Copy exactly the lines of the data below that run from the line holding "has_left = self.has_active_leg(row.user_id, Side::Left).await?;" through the line holding "missing from the", both ends included.

*** DATA SHOWN ***

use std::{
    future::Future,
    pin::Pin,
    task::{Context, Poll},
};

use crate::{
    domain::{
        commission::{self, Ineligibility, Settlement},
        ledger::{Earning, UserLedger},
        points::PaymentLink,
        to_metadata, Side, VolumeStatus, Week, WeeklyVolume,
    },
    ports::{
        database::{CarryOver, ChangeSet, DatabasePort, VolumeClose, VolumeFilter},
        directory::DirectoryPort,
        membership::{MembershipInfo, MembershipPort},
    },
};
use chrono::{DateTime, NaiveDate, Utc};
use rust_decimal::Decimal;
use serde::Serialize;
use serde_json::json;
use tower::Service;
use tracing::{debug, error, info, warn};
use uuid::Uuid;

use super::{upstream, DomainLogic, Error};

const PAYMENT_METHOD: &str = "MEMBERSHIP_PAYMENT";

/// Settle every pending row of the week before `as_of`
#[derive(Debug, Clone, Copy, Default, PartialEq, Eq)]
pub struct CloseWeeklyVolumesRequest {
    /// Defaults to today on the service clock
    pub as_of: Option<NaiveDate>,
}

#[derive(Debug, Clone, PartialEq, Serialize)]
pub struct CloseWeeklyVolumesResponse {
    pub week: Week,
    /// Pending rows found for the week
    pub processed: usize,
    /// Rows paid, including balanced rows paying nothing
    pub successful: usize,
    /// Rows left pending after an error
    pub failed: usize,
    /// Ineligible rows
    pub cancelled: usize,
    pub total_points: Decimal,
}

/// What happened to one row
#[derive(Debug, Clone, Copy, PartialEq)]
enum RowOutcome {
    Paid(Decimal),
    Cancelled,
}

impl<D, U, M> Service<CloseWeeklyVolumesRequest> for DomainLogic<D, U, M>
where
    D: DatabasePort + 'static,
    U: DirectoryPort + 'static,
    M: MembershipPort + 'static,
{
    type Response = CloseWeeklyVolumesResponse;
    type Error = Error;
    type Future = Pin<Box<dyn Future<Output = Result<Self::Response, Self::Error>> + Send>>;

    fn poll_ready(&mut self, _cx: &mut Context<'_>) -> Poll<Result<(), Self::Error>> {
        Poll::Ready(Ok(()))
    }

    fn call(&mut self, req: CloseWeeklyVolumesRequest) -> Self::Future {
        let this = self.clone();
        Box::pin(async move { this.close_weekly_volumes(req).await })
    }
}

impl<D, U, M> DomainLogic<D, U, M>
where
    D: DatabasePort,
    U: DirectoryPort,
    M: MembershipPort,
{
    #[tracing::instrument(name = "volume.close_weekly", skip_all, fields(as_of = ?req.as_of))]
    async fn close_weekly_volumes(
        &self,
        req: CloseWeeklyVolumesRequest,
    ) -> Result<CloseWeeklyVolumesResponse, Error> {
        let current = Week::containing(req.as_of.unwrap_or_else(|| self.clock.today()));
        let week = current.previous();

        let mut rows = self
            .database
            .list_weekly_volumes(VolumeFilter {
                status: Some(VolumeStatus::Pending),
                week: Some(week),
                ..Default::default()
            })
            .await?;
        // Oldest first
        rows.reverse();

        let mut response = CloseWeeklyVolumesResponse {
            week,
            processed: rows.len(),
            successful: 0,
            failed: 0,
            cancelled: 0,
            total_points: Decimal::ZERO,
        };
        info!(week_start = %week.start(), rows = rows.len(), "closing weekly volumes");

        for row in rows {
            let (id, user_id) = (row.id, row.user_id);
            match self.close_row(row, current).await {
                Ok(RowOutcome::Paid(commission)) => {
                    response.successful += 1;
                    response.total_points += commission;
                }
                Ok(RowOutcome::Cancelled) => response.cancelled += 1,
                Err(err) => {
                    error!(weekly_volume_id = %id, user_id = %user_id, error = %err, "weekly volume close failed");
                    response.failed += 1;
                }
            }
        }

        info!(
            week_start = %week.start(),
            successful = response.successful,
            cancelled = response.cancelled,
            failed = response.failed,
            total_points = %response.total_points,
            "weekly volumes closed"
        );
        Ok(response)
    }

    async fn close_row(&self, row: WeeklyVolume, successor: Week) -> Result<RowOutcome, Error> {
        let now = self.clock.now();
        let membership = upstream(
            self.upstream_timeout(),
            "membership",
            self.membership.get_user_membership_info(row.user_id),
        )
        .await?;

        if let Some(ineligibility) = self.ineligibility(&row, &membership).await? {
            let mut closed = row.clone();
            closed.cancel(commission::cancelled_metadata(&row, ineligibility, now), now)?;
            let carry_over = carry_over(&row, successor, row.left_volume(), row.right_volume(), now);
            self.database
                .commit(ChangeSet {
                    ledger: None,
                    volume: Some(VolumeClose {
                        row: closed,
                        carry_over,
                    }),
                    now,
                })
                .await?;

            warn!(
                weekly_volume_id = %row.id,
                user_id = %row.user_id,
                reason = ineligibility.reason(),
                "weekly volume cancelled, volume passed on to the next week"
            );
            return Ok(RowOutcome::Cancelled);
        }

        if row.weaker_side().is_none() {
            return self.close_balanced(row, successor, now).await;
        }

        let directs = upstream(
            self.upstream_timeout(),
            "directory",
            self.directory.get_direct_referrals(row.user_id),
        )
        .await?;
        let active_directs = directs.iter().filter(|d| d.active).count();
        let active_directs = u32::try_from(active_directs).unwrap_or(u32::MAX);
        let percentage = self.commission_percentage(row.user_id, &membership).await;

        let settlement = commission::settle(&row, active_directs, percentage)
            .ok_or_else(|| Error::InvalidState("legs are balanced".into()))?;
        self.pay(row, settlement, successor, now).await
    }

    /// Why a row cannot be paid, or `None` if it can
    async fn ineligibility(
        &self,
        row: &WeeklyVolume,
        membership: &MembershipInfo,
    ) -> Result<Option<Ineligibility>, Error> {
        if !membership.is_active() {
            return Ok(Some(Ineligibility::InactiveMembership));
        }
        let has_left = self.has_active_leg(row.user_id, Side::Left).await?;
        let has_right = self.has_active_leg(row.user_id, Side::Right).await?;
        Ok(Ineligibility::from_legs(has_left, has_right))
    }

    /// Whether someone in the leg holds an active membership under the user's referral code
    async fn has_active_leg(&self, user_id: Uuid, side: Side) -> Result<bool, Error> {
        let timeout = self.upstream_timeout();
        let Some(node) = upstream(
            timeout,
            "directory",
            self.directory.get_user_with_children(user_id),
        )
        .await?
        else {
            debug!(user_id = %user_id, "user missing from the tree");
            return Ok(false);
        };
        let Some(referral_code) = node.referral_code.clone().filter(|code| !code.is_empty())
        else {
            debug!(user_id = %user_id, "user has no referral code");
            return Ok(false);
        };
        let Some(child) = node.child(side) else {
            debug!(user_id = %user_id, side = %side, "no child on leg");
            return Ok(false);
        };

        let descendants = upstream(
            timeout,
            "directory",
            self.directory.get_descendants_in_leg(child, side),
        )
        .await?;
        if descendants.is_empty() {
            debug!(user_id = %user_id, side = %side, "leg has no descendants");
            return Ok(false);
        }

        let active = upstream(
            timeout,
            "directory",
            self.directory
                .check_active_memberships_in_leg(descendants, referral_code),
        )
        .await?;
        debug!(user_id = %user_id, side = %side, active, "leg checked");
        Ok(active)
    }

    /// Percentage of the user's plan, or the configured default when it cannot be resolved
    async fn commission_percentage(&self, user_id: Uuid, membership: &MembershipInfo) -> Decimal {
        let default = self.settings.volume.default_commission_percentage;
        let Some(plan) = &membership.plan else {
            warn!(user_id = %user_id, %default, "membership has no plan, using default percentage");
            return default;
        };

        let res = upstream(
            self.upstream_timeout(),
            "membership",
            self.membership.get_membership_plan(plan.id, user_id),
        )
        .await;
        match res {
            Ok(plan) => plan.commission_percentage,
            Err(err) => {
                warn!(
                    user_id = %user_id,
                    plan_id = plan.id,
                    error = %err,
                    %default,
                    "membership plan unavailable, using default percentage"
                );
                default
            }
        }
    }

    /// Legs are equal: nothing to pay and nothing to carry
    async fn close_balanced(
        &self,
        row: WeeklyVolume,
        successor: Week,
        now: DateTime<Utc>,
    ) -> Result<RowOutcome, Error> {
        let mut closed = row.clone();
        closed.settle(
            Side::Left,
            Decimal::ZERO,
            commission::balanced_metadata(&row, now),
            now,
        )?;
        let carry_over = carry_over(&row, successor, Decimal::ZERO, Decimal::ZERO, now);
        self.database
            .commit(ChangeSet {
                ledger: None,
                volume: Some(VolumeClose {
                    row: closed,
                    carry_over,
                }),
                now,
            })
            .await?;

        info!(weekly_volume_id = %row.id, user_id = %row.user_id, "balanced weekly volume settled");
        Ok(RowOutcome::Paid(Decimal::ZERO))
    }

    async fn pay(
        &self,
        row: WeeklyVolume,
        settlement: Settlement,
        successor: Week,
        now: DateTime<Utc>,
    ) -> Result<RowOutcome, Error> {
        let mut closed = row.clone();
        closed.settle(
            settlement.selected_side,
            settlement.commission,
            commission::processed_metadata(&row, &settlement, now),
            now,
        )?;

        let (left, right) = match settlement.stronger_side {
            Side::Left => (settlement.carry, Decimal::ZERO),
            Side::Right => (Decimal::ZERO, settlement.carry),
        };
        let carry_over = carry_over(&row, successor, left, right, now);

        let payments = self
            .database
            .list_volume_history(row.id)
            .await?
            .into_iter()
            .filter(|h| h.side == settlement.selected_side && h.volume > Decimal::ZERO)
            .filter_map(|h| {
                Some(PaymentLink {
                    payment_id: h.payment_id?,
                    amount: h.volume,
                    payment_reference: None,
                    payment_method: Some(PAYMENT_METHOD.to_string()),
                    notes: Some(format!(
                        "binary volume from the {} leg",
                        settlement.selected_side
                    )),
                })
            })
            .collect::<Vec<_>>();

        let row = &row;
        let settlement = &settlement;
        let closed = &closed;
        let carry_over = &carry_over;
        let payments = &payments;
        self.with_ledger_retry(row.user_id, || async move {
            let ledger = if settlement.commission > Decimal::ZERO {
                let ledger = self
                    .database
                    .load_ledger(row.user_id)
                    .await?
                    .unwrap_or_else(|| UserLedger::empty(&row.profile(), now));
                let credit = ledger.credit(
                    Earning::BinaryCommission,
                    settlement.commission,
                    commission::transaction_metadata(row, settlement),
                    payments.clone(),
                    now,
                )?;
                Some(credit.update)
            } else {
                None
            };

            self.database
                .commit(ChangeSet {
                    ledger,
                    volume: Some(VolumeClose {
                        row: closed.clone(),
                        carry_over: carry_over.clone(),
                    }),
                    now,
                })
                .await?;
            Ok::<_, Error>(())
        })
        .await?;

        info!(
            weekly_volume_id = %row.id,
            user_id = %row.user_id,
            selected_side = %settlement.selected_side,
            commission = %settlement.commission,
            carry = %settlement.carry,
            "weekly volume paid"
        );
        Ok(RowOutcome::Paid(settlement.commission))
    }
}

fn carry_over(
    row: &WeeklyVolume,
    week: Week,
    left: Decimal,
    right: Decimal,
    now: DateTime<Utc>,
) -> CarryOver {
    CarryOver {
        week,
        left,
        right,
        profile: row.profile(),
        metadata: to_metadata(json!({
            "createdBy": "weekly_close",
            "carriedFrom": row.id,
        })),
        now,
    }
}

*** End of DATA SHOWN ***

§ OUTPUT OF THE TASK
        let has_left = self.has_active_leg(row.user_id, Side::Left).await?;
        let has_right = self.has_active_leg(row.user_id, Side::Right).await?;
        Ok(Ineligibility::from_legs(has_left, has_right))
    }

    /// Whether someone in the leg holds an active membership under the user's referral code
    async fn has_active_leg(&self, user_id: Uuid, side: Side) -> Result<bool, Error> {
        let timeout = self.upstream_timeout();
        let Some(node) = upstream(
            timeout,
            "directory",
            self.directory.get_user_with_children(user_id),
        )
        .await?
        else {
            debug!(user_id = %user_id, "user missing from the tree");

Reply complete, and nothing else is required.